About this exercise → Copy out the records that follow, leaving every character as it is.

Records for this task →
[Start of section]

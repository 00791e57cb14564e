//! Bootstrap loader
//!
//! Populates the registry from durable storage at startup, falling back
//! to seed defaults when the store is empty or unreachable. Also
//! provides the slow periodic reconcile that picks up out-of-band
//! instrument additions without disturbing live state.

use crate::error::EngineError;
use crate::instrument::{Instrument, Registry};
use crate::store::QuoteStore;
use rust_decimal_macros::dec;

/// How the registry was populated at startup
#[derive(Debug, Clone, Copy, PartialEq, Eq)]
pub enum BootstrapOutcome {
    /// Instruments loaded from the durable store
    Loaded(usize),
    /// Store was empty; seed defaults written through
    Seeded(usize),
    /// Store unreachable; running on seed defaults, non-durable
    Degraded(usize),
}

/// Fixed default instrument universe
pub fn seed_instruments() -> Vec<Instrument> {
    vec![
        Instrument::seeded(
            "aapl",
            "AAPL",
            "Apple Inc.",
            "NASDAQ",
            "USD",
            dec!(178.50),
            0,
            dec!(2800000000000),
        ),
        Instrument::seeded(
            "msft",
            "MSFT",
            "Microsoft Corporation",
            "NASDAQ",
            "USD",
            dec!(410.20),
            0,
            dec!(3050000000000),
        ),
        Instrument::seeded(
            "googl",
            "GOOGL",
            "Alphabet Inc.",
            "NASDAQ",
            "USD",
            dec!(141.80),
            0,
            dec!(1780000000000),
        ),
        Instrument::seeded(
            "amzn",
            "AMZN",
            "Amazon.com, Inc.",
            "NASDAQ",
            "USD",
            dec!(174.40),
            0,
            dec!(1810000000000),
        ),
        Instrument::seeded(
            "tsla",
            "TSLA",
            "Tesla, Inc.",
            "NASDAQ",
            "USD",
            dec!(248.90),
            0,
            dec!(790000000000),
        ),
        Instrument::seeded(
            "jpm",
            "JPM",
            "JPMorgan Chase & Co.",
            "NYSE",
            "USD",
            dec!(198.30),
            0,
            dec!(570000000000),
        ),
        Instrument::seeded(
            "ko",
            "KO",
            "The Coca-Cola Company",
            "NYSE",
            "USD",
            dec!(60.15),
            0,
            dec!(260000000000),
        ),
        Instrument::seeded(
            "hsba",
            "HSBA",
            "HSBC Holdings plc",
            "LSE",
            "GBP",
            dec!(6.64),
            0,
            dec!(127000000000),
        ),
        Instrument::seeded(
            "bp",
            "BP",
            "BP p.l.c.",
            "LSE",
            "GBP",
            dec!(4.72),
            0,
            dec!(80000000000),
        ),
        Instrument::seeded(
            "shel",
            "SHEL",
            "Shell plc",
            "LSE",
            "GBP",
            dec!(28.35),
            0,
            dec!(185000000000),
        ),
    ]
}

/// Populate the registry from the store, seeding defaults as needed
///
/// The engine must not start ticking until this returns. A store error
/// degrades to seed defaults rather than failing startup; only an empty
/// registry afterward is fatal.
pub async fn load_or_seed(
    store: &dyn QuoteStore,
    registry: &Registry,
) -> Result<BootstrapOutcome, EngineError> {
    let outcome = match store.load_instruments().await {
        Ok(rows) if !rows.is_empty() => {
            let count = rows.len();
            for row in rows {
                registry.insert_new(row).await;
            }
            BootstrapOutcome::Loaded(count)
        }
        Ok(_) => {
            let seeds = seed_instruments();
            let count = seeds.len();
            if let Err(e) = store.apply_flush(&seeds, &[]).await {
                tracing::warn!(error = %e, "Could not persist seed instruments");
            }
            for seed in seeds {
                registry.insert_new(seed).await;
            }
            BootstrapOutcome::Seeded(count)
        }
        Err(e) => {
            tracing::warn!(error = %e, "Store unreachable at bootstrap, using seed defaults");
            let seeds = seed_instruments();
            let count = seeds.len();
            for seed in seeds {
                registry.insert_new(seed).await;
            }
            BootstrapOutcome::Degraded(count)
        }
    };

    if registry.is_empty().await {
        return Err(EngineError::Bootstrap(
            "no instruments available from store or seed defaults".to_string(),
        ));
    }

    Ok(outcome)
}

/// Merge out-of-band additions from the store into the registry
///
/// Existing in-memory instruments keep their live mutated state; only
/// genuinely new ids are added. Returns the number added.
pub async fn reconcile(store: &dyn QuoteStore, registry: &Registry) -> Result<usize, EngineError> {
    let rows = store.load_instruments().await?;
    let mut added = 0;
    for row in rows {
        if registry.insert_new(row).await {
            added += 1;
        }
    }
    if added > 0 {
        tracing::info!(added, "Reconciled new instruments from store");
    }
    Ok(added)
}
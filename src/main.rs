use clap::Parser;
use tickfeed::cli::{Cli, Commands};
use tickfeed::config::Config;

#[tokio::main]
async fn main() -> anyhow::Result<()> {
    let cli = Cli::parse();

    // Load configuration
    let config = Config::load(&cli.config).unwrap_or_else(|e| {
        eprintln!("Warning: Could not load config from {}: {}", cli.config, e);
        eprintln!("Using default configuration");
        Config::default()
    });

    // Initialize telemetry
    let _guard = tickfeed::telemetry::init_telemetry(&config.telemetry)?;

    match cli.command {
        Commands::Run(args) => {
            tracing::info!("Starting market-data engine");
            args.execute(config).await?;
        }
        Commands::Seed(args) => {
            tracing::info!("Seeding instrument store");
            args.execute(config).await?;
        }
        Commands::Config => {
            println!("Current configuration:");
            println!(
                "  Tick: every {} ms, max move {} bps, floor {}",
                config.tick.interval_ms, config.tick.max_delta_bps, config.tick.min_price
            );
            println!(
                "  Persistence: flush every {} s (timeout {} s), dir {}",
                config.persistence.flush_interval_secs,
                config.persistence.flush_timeout_secs,
                config.persistence.data_dir.display()
            );
            println!(
                "  Bootstrap: reload every {} s",
                config.bootstrap.reload_interval_secs
            );
            println!(
                "  Telemetry: level {}, metrics port {:?}",
                config.telemetry.log_level, config.telemetry.metrics_port
            );
        }
    }

    Ok(())
}
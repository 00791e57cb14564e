//! Telemetry module
//!
//! Structured logging and Prometheus metrics for the engine

mod logging;
mod metrics;

pub use logging::init_logging;
pub use metrics::{
    record_dropped_message, record_evicted_points, record_flush_failure, record_flush_success,
    record_tick, set_connected_consumers, set_pending_sizes,
};

use crate::config::TelemetryConfig;
use metrics_exporter_prometheus::PrometheusBuilder;

/// Guard that cleans up telemetry on drop
pub struct TelemetryGuard {
    _priv: (),
}

/// Initialize all telemetry subsystems
pub fn init_telemetry(config: &TelemetryConfig) -> anyhow::Result<TelemetryGuard> {
    init_logging(&config.log_level)?;

    if let Some(port) = config.metrics_port {
        PrometheusBuilder::new()
            .with_http_listener(([0, 0, 0, 0], port))
            .install()?;
        tracing::info!(port, "Prometheus exporter listening");
    }

    Ok(TelemetryGuard { _priv: () })
}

[End of section]

Response area →
repository 00791e57cb14564e
//! Bootstrap loader
//!
//! Populates the registry from durable storage at startup, falling back
//! to seed defaults when the store is empty or unreachable. Also
//! provides the slow periodic reconcile that picks up out-of-band
//! instrument additions without disturbing live state.

use crate::error::EngineError;
use crate::instrument::{Instrument, Registry};
use crate::store::QuoteStore;
use rust_decimal_macros::dec;

/// How the registry was populated at startup
#[derive(Debug, Clone, Copy, PartialEq, Eq)]
pub enum BootstrapOutcome {
    /// Instruments loaded from the durable store
    Loaded(usize),
    /// Store was empty; seed defaults written through
    Seeded(usize),
    /// Store unreachable; running on seed defaults, non-durable
    Degraded(usize),
}

/// Fixed default instrument universe
pub fn seed_instruments() -> Vec<Instrument> {
    vec![
        Instrument::seeded(
            "aapl",
            "AAPL",
            "Apple Inc.",
            "NASDAQ",
            "USD",
            dec!(178.50),
            0,
            dec!(2800000000000),
        ),
        Instrument::seeded(
            "msft",
            "MSFT",
            "Microsoft Corporation",
            "NASDAQ",
            "USD",
            dec!(410.20),
            0,
            dec!(3050000000000),
        ),
        Instrument::seeded(
            "googl",
            "GOOGL",
            "Alphabet Inc.",
            "NASDAQ",
            "USD",
            dec!(141.80),
            0,
            dec!(1780000000000),
        ),
        Instrument::seeded(
            "amzn",
            "AMZN",
            "Amazon.com, Inc.",
            "NASDAQ",
            "USD",
            dec!(174.40),
            0,
            dec!(1810000000000),
        ),
        Instrument::seeded(
            "tsla",
            "TSLA",
            "Tesla, Inc.",
            "NASDAQ",
            "USD",
            dec!(248.90),
            0,
            dec!(790000000000),
        ),
        Instrument::seeded(
            "jpm",
            "JPM",
            "JPMorgan Chase & Co.",
            "NYSE",
            "USD",
            dec!(198.30),
            0,
            dec!(570000000000),
        ),
        Instrument::seeded(
            "ko",
            "KO",
            "The Coca-Cola Company",
            "NYSE",
            "USD",
            dec!(60.15),
            0,
            dec!(260000000000),
        ),
        Instrument::seeded(
            "hsba",
            "HSBA",
            "HSBC Holdings plc",
            "LSE",
            "GBP",
            dec!(6.64),
            0,
            dec!(127000000000),
        ),
        Instrument::seeded(
            "bp",
            "BP",
            "BP p.l.c.",
            "LSE",
            "GBP",
            dec!(4.72),
            0,
            dec!(80000000000),
        ),
        Instrument::seeded(
            "shel",
            "SHEL",
            "Shell plc",
            "LSE",
            "GBP",
            dec!(28.35),
            0,
            dec!(185000000000),
        ),
    ]
}

/// Populate the registry from the store, seeding defaults as needed
///
/// The engine must not start ticking until this returns. A store error
/// degrades to seed defaults rather than failing startup; only an empty
/// registry afterward is fatal.
pub async fn load_or_seed(
    store: &dyn QuoteStore,
    registry: &Registry,
) -> Result<BootstrapOutcome, EngineError> {
    let outcome = match store.load_instruments().await {
        Ok(rows) if !rows.is_empty() => {
            let count = rows.len();
            for row in rows {
                registry.insert_new(row).await;
            }
            BootstrapOutcome::Loaded(count)
        }
        Ok(_) => {
            let seeds = seed_instruments();
            let count = seeds.len();
            if let Err(e) = store.apply_flush(&seeds, &[]).await {
                tracing::warn!(error = %e, "Could not persist seed instruments");
            }
            for seed in seeds {
                registry.insert_new(seed).await;
            }
            BootstrapOutcome::Seeded(count)
        }
        Err(e) => {
            tracing::warn!(error = %e, "Store unreachable at bootstrap, using seed defaults");
            let seeds = seed_instruments();
            let count = seeds.len();
            for seed in seeds {
                registry.insert_new(seed).await;
            }
            BootstrapOutcome::Degraded(count)
        }
    };

    if registry.is_empty().await {
        return Err(EngineError::Bootstrap(
            "no instruments available from store or seed defaults".to_string(),
        ));
    }

    Ok(outcome)
}

/// Merge out-of-band additions from the store into the registry
///
/// Existing in-memory instruments keep their live mutated state; only
/// genuinely new ids are added. Returns the number added.
pub async fn reconcile(store: &dyn QuoteStore, registry: &Registry) -> Result<usize, EngineError> {
    let rows = store.load_instruments().await?;
    let mut added = 0;
    for row in rows {
        if registry.insert_new(row).await {
            added += 1;
        }
    }
    if added > 0 {
        tracing::info!(added, "Reconciled new instruments from store");
    }
    Ok(added)
}
filename src/main.rs
use clap::Parser;
use tickfeed::cli::{Cli, Commands};
use tickfeed::config::Config;

#[tokio::main]
async fn main() -> anyhow::Result<()> {
    let cli = Cli::parse();

    // Load configuration
    let config = Config::load(&cli.config).unwrap_or_else(|e| {
        eprintln!("Warning: Could not load config from {}: {}", cli.config, e);
        eprintln!("Using default configuration");
        Config::default()
    });

    // Initialize telemetry
    let _guard = tickfeed::telemetry::init_telemetry(&config.telemetry)?;

    match cli.command {
        Commands::Run(args) => {
            tracing::info!("Starting market-data engine");
            args.execute(config).await?;
        }
        Commands::Seed(args) => {
            tracing::info!("Seeding instrument store");
            args.execute(config).await?;
        }
        Commands::Config => {
            println!("Current configuration:");
            println!(
                "  Tick: every {} ms, max move {} bps, floor {}",
                config.tick.interval_ms, config.tick.max_delta_bps, config.tick.min_price
            );
            println!(
                "  Persistence: flush every {} s (timeout {} s), dir {}",
                config.persistence.flush_interval_secs,
                config.persistence.flush_timeout_secs,
                config.persistence.data_dir.display()
            );
            println!(
                "  Bootstrap: reload every {} s",
                config.bootstrap.reload_interval_secs
            );
            println!(
                "  Telemetry: level {}, metrics port {:?}",
                config.telemetry.log_level, config.telemetry.metrics_port
            );
        }
    }

    Ok(())
}
repository 00791e57cb14564e
//! Telemetry module
//!
//! Structured logging and Prometheus metrics for the engine

mod logging;
mod metrics;

pub use logging::init_logging;
pub use metrics::{
    record_dropped_message, record_evicted_points, record_flush_failure, record_flush_success,
    record_tick, set_connected_consumers, set_pending_sizes,
};

use crate::config::TelemetryConfig;
use metrics_exporter_prometheus::PrometheusBuilder;

/// Guard that cleans up telemetry on drop
pub struct TelemetryGuard {
    _priv: (),
}

/// Initialize all telemetry subsystems
pub fn init_telemetry(config: &TelemetryConfig) -> anyhow::Result<TelemetryGuard> {
    init_logging(&config.log_level)?;

    if let Some(port) = config.metrics_port {
        PrometheusBuilder::new()
            .with_http_listener(([0, 0, 0, 0], port))
            .install()?;
        tracing::info!(port, "Prometheus exporter listening");
    }

    Ok(TelemetryGuard { _priv: () })
}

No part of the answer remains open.